Primero ese alfiler había sido una pequeña piedra
verde que el mar había desgastado dándole forma de corazón; después la habían
puesto en un prendedor y el corazón había quedado emplomado entre el
cuadrilátero del tamaño de un diente de caballo. Al principio, mientras yo le
daba vuelta entre mis dedos, pensaba en cosas que no tenían que ver con él;
pero de pronto él me empezó a traer a mi madre, después a un tranvía a
caballos, una tapa de botellón, un tranvía eléctrico, mi abuela, una señora
francesa que se ponía un gorro de papel y siempre estaba llena de plumitas
sueltas; su hija, que se llamaba Ivonne y le daba un hipo tan fuerte como un
grito, un muerto que había sido vendedor de gallinas, un barrio sospechoso de
una ciudad de la Argentina y donde en un invierno yo dormía en el suelo y me
tapaba con diarios, otro barrio aristocrático de otra ciudad donde yo dormía
como un príncipe y me tapaba con muchas frazadas, y, por último, un ñandú y un
mozo de café.
Todos estos recuerdos vivían en algún lugar de mi
persona como en un pueblito perdido: él se bastaba a sí mismo y no tenía
comunicación con el resto del mundo. Desde hacía muchos años allí no había
nacido ninguno ni se había muerto nadie. Los fundadores habían sido recuerdos
de la niñez. Después, a los muchos años, vinieron unos forasteros: eran
recuerdos de la Ar gentina. Esta tarde tuve la sensación de haber ido a
descansar a ese pueblito como si la miseria me hubiera dado unas vacaciones.

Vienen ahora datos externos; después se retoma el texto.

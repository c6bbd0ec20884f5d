//! CLI commands implementation.
//!
//! This module contains the CLI parser and dispatches to command-specific modules.

mod config_cmd;
mod helpers;
mod ingest;
mod init;
mod maintain;
mod proxy;

use std::path::PathBuf;

use clap::{Parser, Subcommand};

use crate::config::Config;
use crate::ingest::IngestMode;

#[derive(Parser)]
#[command(name = "hoopsync")]
#[command(about = "NBA statistics ingestion with proxy rotation and rate limiting")]
#[command(version)]
pub struct Cli {
    /// Config file path (overrides auto-discovery)
    #[arg(short, long, global = true)]
    config: Option<PathBuf>,

    /// Enable verbose logging
    #[arg(short, long, global = true)]
    pub verbose: bool,

    /// Route every request through the proxy pool (sets FORCE_PROXY)
    #[arg(long, global = true)]
    proxy: bool,

    /// Connect directly, never through a proxy (sets FORCE_LOCAL)
    #[arg(long, global = true)]
    local: bool,

    #[command(subcommand)]
    command: Commands,
}

/// Check if verbose mode is enabled (for early logging setup).
pub fn is_verbose() -> bool {
    std::env::args().any(|arg| arg == "-v" || arg == "--verbose")
}

#[derive(Subcommand)]
enum Commands {
    /// Create the database and its tables
    Init,

    /// Fetch stats from the API and store them
    Ingest {
        /// daily: current season and active players; full: history and every player
        #[arg(value_enum, default_value = "daily")]
        mode: IngestMode,
        /// Use an in-memory store and discard the results
        #[arg(long)]
        dry_run: bool,
        /// Run database maintenance after ingesting
        #[arg(long)]
        maintain: bool,
        /// Number of concurrent workers (default from config)
        #[arg(short, long)]
        workers: Option<usize>,
        /// Limit number of players (0 = unlimited)
        #[arg(short, long)]
        limit: Option<usize>,
        /// Print the report as JSON
        #[arg(long)]
        json: bool,
    },

    /// Deduplicate, prune old seasons, rebuild indexes
    Maintain {
        /// Seasons to keep, ending at the current one (default from config)
        #[arg(short, long)]
        keep_seasons: Option<usize>,
    },

    /// Inspect and test the proxy pool
    Proxy {
        #[command(subcommand)]
        command: ProxyCommands,
    },

    /// Configuration management
    Config {
        #[command(subcommand)]
        command: ConfigCommands,
    },
}

#[derive(Subcommand)]
enum ProxyCommands {
    /// List pool endpoints and the routing decision
    List,
    /// Send a test request through the resolved route
    Check {
        /// URL to request instead of the stats scoreboard
        #[arg(long)]
        url: Option<String>,
        /// Probe every endpoint in the pool, not just one
        #[arg(long)]
        all: bool,
    },
}

#[derive(Subcommand)]
enum ConfigCommands {
    /// Print the effective configuration with secrets masked
    Show,
}

pub async fn run() -> anyhow::Result<()> {
    let cli = Cli::parse();

    let mut config = match &cli.config {
        Some(path) => Config::load_from_path(path)
            .await
            .map_err(|e| anyhow::anyhow!(e))?
            .with_env_overrides(),
        None => Config::load().await,
    };
    config.proxy = config.proxy.with_cli_overrides(cli.proxy, cli.local);

    match cli.command {
        Commands::Init => init::cmd_init(&config).await,
        Commands::Ingest {
            mode,
            dry_run,
            maintain,
            workers,
            limit,
            json,
        } => {
            ingest::cmd_ingest(
                &config,
                mode,
                ingest::IngestArgs {
                    dry_run,
                    maintain,
                    workers,
                    limit,
                    json,
                },
            )
            .await
        }
        Commands::Maintain { keep_seasons } => maintain::cmd_maintain(&config, keep_seasons).await,
        Commands::Proxy { command } => match command {
            ProxyCommands::List => proxy::cmd_proxy_list(&config),
            ProxyCommands::Check { url, all } => {
                proxy::cmd_proxy_check(&config, url.as_deref(), all).await
            }
        },
        Commands::Config { command } => match command {
            ConfigCommands::Show => config_cmd::cmd_config_show(&config),
        },
    }
}
//! Post-ingest cleanup: duplicates, old seasons, indexes, planner stats.

use std::time::{Duration, Instant};

use diesel::prelude::*;
use diesel_async::{RunQueryDsl, SimpleAsyncConnection};
use serde::Serialize;
use tracing::{info, warn};

use super::stats::DieselStatStore;
use super::{StatStore, StoreResult};
use crate::models::Season;
use crate::schema::stat_rows;
use crate::with_conn;

const INDEX_STATEMENTS: &str = r#"
    CREATE UNIQUE INDEX IF NOT EXISTS idx_stat_rows_key ON stat_rows(dataset, natural_key);
    CREATE INDEX IF NOT EXISTS idx_stat_rows_season ON stat_rows(dataset, season);
    CREATE INDEX IF NOT EXISTS idx_stat_rows_fetched_at ON stat_rows(fetched_at);
"#;

/// What a maintenance pass did.
#[derive(Debug, Clone, Default, Serialize)]
pub struct MaintenanceReport {
    pub duplicates_removed: usize,
    pub rows_pruned: usize,
    pub seasons_kept: Vec<Season>,
    pub rows_remaining: u64,
    #[serde(skip)]
    pub elapsed: Duration,
}

impl DieselStatStore {
    /// Delete all but the newest row per `(dataset, natural_key)`.
    pub async fn remove_duplicates(&self) -> StoreResult<usize> {
        with_conn!(self.pool(), conn => {
            let removed = diesel::sql_query(
                "DELETE FROM stat_rows WHERE id NOT IN \
                 (SELECT MAX(id) FROM stat_rows GROUP BY dataset, natural_key)",
            )
            .execute(&mut conn)
            .await?;
            Ok(removed)
        })
    }

    /// Delete seasonal rows whose season is not in `keep`.
    ///
    /// Rows without a season (player index, career totals) are never pruned.
    /// An empty keep list is a no-op.
    pub async fn prune_seasons(&self, keep: &[Season]) -> StoreResult<usize> {
        if keep.is_empty() {
            warn!("Refusing to prune with an empty season list");
            return Ok(0);
        }
        let keep: Vec<String> = keep.iter().map(|s| s.to_string()).collect();

        with_conn!(self.pool(), conn => {
            let pruned = diesel::delete(
                stat_rows::table
                    .filter(stat_rows::season.is_not_null())
                    .filter(stat_rows::season.ne_all(keep)),
            )
            .execute(&mut conn)
            .await?;
            Ok(pruned)
        })
    }

    pub async fn ensure_indexes(&self) -> StoreResult<()> {
        with_conn!(self.pool(), conn => {
            conn.batch_execute(INDEX_STATEMENTS).await?;
            Ok(())
        })
    }

    /// Refresh query planner statistics.
    pub async fn analyze(&self) -> StoreResult<()> {
        with_conn!(self.pool(), conn => {
            conn.batch_execute("ANALYZE stat_rows").await?;
            Ok(())
        })
    }

    /// Full pass, keeping the `keep_seasons` seasons ending at `current`.
    pub async fn run_maintenance(
        &self,
        keep_seasons: usize,
        current: Season,
    ) -> StoreResult<MaintenanceReport> {
        let start = Instant::now();
        let seasons_kept = current.recent(keep_seasons);

        let duplicates_removed = self.remove_duplicates().await?;
        info!("Removed {} duplicate rows", duplicates_removed);

        let rows_pruned = self.prune_seasons(&seasons_kept).await?;
        info!(
            "Pruned {} rows outside {} kept seasons",
            rows_pruned,
            seasons_kept.len()
        );

        self.ensure_indexes().await?;
        self.analyze().await?;

        let rows_remaining = self.count_rows(None).await?;

        Ok(MaintenanceReport {
            duplicates_removed,
            rows_pruned,
            seasons_kept,
            rows_remaining,
            elapsed: start.elapsed(),
        })
    }
}
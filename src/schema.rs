// Diesel schema for the stats store.

diesel::table! {
    stat_rows (id) {
        id -> Integer,
        dataset -> Text,
        natural_key -> Text,
        season -> Nullable<Text>,
        payload -> Text,
        fetched_at -> Text,
    }
}
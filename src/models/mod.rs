//! Domain models shared by ingestion and storage.

mod dataset;
mod season;
mod stat_row;

pub use dataset::{Dataset, DatasetScope};
pub use season::Season;
pub use stat_row::StatRow;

En muchos años de mi niñez nosotros vivíamos en la
falda del Cerro. La gente que subía la calle de mi casa llevaba el cuerpo
echado hacia adelante y parecía que fuera buscando algo entre las piedras; y al
bajar llevaban el cuerpo echado hacia atrás, parecían orgullosos y tropezaban
con las piedras. De tarde mi tía me llevaba a unos morros que estaban cerca de
la fortaleza. Desde allí se veían los barcos del dique, con muchos palos
grandes y chicos con espinas de pescados. Cuando en la fortaleza tiraban el
cañonazo de la entrada del sol, mi tía y yo empezábamos a bajar.
Una tarde mi madre me dijo que me llevaría a casa de
una abuela que vivía en la dársena y que vería un tren eléctrico; sin embargo
esa mañana yo me había portado mal; me habían mandado a buscar almidón en caja;
pero yo lo traje suelto y me retaron; al ratito me mandaron a buscar yerba y
como yo la quería en caja, los almaceneros, que eran amigos de casa, me la
pusieron en una caja de botines; pero yo había cometido otra falta: me volví a
casa con «la plata» y me retaron porque no había pagado; al rato me mandaron a
buscar fideos con un peso; yo traje los fideos pero no quise traer el cambio
porque eso era traer la plata y me retarían; en casa se alarmaron porque no
había traído el cambio y me mandaron a buscarlo; entonces los almaceneros
escribieron en un papelito algo que tranquilizó a mamá. Decía: «El cambio está
entre los fideos».
Esa tarde todas las mujeres de casa quisieron ponerme
un gran cuello almidonado que iba prendido a la camisa con botones de metal; la
única que pudo fue otra abuela —ésta no vivía en la dársena ni llevaba en el
pecho el corazón verde—; ésta tenía los dedos rechonchos y calientes y al
metérmelos en el pescuezo para prenderme el cuello me había pellizcado la piel;
yo me ahogué dos o tres veces y me habían venido arcadas.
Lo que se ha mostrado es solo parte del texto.